[Stored data]
▼▼▼

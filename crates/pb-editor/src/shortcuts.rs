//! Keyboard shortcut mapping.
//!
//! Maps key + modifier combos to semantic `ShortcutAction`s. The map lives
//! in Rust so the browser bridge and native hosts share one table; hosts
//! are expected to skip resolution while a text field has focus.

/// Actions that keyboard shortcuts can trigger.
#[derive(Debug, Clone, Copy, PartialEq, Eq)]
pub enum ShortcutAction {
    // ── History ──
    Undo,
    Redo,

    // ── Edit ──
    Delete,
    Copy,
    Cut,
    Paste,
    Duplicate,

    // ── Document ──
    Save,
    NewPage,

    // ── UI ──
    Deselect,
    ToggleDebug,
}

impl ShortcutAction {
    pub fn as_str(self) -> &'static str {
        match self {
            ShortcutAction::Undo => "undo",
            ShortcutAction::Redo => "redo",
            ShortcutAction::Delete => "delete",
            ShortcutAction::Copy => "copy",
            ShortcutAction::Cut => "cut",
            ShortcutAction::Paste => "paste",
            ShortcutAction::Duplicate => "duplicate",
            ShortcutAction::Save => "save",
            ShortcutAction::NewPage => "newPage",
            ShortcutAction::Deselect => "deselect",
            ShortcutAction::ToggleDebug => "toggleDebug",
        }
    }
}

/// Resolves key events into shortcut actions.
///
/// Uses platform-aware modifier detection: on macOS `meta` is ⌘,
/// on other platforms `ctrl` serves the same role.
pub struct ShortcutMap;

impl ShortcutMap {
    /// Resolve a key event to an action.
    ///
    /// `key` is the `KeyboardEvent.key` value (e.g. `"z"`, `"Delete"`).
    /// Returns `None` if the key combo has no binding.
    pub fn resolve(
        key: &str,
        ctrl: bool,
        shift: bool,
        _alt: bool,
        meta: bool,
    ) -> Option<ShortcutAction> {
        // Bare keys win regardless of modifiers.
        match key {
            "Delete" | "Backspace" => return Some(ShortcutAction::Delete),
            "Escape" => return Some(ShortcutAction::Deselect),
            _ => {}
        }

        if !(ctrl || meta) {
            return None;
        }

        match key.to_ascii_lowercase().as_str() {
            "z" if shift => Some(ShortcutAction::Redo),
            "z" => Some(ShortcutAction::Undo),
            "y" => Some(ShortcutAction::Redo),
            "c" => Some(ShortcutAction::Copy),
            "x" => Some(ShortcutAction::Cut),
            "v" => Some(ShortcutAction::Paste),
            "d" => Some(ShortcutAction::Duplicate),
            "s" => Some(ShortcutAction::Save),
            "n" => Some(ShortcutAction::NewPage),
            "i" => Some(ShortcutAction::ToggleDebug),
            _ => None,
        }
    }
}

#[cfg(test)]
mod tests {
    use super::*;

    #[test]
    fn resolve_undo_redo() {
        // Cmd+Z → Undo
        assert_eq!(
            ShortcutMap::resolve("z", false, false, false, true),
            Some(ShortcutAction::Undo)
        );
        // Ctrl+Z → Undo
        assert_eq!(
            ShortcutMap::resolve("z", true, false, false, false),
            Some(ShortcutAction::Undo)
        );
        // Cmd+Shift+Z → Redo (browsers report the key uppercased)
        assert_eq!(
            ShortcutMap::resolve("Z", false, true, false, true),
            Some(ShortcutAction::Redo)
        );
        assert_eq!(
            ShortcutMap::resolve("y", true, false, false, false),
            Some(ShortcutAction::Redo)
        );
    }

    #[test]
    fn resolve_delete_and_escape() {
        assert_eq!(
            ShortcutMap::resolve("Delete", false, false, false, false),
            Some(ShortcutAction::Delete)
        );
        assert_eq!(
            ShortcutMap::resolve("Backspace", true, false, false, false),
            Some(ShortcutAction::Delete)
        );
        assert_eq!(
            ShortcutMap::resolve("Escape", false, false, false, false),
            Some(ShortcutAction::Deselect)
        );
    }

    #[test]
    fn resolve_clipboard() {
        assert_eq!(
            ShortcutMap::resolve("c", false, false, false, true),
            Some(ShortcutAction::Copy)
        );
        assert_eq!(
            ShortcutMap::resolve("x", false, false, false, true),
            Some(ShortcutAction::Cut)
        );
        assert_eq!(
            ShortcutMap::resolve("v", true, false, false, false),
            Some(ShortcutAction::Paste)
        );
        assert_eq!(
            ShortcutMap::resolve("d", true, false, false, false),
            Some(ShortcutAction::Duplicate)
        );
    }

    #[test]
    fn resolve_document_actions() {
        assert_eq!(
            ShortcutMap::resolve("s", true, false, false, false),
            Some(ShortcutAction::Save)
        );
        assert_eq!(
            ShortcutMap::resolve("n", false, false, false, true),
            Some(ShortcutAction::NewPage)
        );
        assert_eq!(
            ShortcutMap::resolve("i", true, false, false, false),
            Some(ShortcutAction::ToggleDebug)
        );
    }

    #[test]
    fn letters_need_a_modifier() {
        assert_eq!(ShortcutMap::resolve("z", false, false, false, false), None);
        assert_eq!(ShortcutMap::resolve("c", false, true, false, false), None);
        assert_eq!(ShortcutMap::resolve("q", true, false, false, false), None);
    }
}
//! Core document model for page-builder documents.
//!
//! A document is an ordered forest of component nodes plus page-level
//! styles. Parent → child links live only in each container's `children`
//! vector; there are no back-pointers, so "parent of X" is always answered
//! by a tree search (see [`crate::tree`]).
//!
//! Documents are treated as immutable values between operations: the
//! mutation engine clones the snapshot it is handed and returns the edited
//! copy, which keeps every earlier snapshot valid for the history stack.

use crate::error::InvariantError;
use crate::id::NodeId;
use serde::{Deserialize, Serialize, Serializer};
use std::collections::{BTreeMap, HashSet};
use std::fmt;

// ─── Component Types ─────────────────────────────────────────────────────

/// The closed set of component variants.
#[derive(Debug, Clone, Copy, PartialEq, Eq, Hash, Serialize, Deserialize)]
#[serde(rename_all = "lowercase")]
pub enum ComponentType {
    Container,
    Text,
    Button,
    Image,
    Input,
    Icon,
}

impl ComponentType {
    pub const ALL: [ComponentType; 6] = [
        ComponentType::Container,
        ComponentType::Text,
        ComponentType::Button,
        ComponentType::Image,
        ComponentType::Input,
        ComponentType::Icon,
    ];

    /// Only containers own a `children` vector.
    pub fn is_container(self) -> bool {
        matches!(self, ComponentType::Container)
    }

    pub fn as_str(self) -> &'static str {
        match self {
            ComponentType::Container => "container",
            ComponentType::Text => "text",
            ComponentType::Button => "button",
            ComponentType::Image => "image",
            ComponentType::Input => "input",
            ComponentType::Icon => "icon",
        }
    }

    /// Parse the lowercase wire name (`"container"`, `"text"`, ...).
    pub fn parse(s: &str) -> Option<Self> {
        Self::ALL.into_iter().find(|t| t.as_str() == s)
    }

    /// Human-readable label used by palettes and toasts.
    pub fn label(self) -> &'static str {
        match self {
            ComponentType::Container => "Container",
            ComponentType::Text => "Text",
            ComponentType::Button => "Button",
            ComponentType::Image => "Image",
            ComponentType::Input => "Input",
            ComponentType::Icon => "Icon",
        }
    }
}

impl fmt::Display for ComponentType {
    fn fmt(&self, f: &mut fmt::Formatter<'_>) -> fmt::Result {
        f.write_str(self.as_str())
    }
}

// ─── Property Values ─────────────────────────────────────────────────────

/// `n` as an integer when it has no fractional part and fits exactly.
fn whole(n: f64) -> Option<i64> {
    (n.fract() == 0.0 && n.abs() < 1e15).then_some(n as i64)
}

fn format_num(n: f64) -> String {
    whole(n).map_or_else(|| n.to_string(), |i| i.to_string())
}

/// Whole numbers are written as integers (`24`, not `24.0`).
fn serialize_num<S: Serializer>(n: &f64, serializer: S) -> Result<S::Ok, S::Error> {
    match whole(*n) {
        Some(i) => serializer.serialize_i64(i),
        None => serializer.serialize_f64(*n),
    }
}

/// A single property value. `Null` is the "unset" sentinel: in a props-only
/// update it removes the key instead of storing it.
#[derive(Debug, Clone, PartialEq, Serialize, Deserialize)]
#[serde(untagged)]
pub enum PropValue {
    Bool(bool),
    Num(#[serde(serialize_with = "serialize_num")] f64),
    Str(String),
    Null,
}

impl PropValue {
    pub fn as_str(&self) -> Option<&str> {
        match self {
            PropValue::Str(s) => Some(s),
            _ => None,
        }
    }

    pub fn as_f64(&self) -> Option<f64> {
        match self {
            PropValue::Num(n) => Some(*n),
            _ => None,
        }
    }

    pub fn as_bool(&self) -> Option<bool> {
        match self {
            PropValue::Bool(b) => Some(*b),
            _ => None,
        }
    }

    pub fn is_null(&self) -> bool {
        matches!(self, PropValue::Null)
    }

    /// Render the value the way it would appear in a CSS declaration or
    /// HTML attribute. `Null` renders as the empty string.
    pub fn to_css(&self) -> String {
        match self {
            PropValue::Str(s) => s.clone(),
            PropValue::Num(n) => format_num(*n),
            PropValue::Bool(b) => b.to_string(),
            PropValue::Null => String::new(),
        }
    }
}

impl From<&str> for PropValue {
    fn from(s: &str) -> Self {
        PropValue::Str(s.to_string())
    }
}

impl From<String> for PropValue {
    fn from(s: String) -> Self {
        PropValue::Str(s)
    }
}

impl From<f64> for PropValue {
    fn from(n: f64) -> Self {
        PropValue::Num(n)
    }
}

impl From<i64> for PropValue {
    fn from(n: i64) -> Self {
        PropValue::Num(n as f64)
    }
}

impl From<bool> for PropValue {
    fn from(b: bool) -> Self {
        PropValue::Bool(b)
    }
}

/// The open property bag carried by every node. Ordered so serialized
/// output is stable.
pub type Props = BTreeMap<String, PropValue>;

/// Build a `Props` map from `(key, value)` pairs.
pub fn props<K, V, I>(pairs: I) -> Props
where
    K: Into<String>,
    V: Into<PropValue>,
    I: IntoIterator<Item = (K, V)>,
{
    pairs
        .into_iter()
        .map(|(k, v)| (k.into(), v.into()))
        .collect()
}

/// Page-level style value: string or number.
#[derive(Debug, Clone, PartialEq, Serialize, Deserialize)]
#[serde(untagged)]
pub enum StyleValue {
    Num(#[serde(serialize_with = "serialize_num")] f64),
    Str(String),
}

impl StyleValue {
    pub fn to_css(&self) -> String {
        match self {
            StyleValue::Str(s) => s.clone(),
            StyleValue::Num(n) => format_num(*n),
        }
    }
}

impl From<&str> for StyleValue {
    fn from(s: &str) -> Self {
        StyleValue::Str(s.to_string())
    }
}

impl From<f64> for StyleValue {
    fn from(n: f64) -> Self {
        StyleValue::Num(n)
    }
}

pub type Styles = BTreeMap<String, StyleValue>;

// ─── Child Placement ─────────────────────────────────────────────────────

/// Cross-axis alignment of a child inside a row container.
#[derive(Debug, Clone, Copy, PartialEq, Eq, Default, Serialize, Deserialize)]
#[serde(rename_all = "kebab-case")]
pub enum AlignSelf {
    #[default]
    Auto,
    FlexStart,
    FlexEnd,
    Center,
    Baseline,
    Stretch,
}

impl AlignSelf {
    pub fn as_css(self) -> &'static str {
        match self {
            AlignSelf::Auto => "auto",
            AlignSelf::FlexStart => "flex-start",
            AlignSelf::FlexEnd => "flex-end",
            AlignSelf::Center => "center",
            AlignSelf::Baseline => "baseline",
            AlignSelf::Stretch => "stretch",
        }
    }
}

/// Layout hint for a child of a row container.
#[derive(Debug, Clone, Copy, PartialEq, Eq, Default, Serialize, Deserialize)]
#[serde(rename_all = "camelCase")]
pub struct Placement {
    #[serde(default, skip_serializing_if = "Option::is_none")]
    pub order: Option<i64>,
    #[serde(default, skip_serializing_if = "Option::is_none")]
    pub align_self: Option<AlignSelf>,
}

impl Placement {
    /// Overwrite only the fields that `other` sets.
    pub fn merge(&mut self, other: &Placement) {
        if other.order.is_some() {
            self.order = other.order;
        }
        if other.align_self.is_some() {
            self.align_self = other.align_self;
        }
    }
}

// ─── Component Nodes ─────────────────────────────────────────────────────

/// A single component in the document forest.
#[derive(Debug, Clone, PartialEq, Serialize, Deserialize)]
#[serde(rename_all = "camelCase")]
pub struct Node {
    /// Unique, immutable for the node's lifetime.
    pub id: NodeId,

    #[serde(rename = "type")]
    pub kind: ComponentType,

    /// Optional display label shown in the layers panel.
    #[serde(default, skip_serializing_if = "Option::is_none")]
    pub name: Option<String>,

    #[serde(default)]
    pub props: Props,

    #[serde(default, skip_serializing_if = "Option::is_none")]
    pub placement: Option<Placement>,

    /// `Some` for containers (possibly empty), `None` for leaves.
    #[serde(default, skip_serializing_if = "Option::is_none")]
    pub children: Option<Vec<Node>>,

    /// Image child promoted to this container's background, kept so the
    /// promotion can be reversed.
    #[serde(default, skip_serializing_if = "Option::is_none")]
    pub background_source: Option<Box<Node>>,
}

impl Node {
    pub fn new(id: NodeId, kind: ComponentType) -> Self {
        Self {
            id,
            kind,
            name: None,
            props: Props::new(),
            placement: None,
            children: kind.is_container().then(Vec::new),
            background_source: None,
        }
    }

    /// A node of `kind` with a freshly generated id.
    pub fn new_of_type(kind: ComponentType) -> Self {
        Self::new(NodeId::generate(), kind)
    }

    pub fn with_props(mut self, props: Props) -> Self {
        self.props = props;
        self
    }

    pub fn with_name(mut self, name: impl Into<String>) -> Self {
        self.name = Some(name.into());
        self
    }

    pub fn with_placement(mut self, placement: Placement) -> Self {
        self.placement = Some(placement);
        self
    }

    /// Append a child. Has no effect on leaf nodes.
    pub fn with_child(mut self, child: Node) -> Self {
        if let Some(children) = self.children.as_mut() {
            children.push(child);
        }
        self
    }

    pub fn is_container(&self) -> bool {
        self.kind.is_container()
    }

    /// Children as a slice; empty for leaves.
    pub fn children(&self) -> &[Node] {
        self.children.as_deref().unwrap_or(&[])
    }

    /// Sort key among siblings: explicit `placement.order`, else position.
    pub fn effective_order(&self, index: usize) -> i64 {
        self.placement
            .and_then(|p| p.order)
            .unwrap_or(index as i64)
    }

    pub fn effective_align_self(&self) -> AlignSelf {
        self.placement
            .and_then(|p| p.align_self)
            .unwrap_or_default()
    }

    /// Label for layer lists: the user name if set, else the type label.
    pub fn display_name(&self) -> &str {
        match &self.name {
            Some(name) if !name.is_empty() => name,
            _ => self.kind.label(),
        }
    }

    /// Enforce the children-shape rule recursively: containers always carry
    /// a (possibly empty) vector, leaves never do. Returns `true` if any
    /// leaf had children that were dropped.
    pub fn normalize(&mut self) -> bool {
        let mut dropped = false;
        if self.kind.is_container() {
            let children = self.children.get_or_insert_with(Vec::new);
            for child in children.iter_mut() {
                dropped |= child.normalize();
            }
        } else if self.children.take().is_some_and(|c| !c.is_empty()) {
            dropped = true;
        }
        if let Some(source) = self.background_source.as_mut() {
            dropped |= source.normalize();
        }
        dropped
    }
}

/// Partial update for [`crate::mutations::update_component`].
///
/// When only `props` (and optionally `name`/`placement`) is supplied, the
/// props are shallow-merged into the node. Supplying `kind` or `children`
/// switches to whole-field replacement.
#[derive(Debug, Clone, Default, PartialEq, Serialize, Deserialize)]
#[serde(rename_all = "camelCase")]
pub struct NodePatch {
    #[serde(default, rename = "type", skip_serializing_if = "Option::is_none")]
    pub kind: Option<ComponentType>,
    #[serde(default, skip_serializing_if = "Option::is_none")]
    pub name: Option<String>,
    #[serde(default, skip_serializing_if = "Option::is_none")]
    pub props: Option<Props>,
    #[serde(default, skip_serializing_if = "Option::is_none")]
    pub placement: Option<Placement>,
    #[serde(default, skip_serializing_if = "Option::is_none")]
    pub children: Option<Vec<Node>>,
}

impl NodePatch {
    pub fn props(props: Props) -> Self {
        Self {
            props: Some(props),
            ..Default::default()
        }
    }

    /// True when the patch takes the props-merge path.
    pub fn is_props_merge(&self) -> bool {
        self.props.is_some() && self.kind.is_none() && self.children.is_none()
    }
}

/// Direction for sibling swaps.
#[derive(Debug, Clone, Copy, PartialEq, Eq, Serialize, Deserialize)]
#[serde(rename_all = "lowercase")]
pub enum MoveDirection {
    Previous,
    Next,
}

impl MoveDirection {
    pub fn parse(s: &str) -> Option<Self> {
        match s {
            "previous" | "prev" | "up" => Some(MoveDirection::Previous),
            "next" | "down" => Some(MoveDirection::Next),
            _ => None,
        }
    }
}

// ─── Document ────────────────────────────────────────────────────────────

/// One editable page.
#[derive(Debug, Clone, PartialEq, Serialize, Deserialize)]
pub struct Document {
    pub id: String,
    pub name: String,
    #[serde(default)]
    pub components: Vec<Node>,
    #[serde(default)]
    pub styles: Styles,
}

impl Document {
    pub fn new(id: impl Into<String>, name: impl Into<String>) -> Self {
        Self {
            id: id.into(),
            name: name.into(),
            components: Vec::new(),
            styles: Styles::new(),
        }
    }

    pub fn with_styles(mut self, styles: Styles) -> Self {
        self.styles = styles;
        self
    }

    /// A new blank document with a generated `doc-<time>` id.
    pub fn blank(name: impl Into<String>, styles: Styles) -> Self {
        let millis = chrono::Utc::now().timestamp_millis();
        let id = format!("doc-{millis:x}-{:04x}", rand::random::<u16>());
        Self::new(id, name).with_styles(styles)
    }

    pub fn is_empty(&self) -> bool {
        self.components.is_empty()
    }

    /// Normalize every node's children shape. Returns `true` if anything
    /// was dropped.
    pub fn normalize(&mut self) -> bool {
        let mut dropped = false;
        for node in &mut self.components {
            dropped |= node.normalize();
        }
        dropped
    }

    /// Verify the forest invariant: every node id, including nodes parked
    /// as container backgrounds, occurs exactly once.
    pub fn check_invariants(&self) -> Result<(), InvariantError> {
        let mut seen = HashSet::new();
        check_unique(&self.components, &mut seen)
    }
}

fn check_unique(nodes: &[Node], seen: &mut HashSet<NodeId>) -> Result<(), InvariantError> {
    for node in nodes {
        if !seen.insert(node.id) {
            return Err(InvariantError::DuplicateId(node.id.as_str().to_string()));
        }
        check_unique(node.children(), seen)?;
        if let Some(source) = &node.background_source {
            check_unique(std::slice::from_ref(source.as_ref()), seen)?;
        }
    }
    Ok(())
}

▲▲▲

= Exercise objective =
The number of lines in the data holding the string "immutable" is the whole answer.

= Response below =
2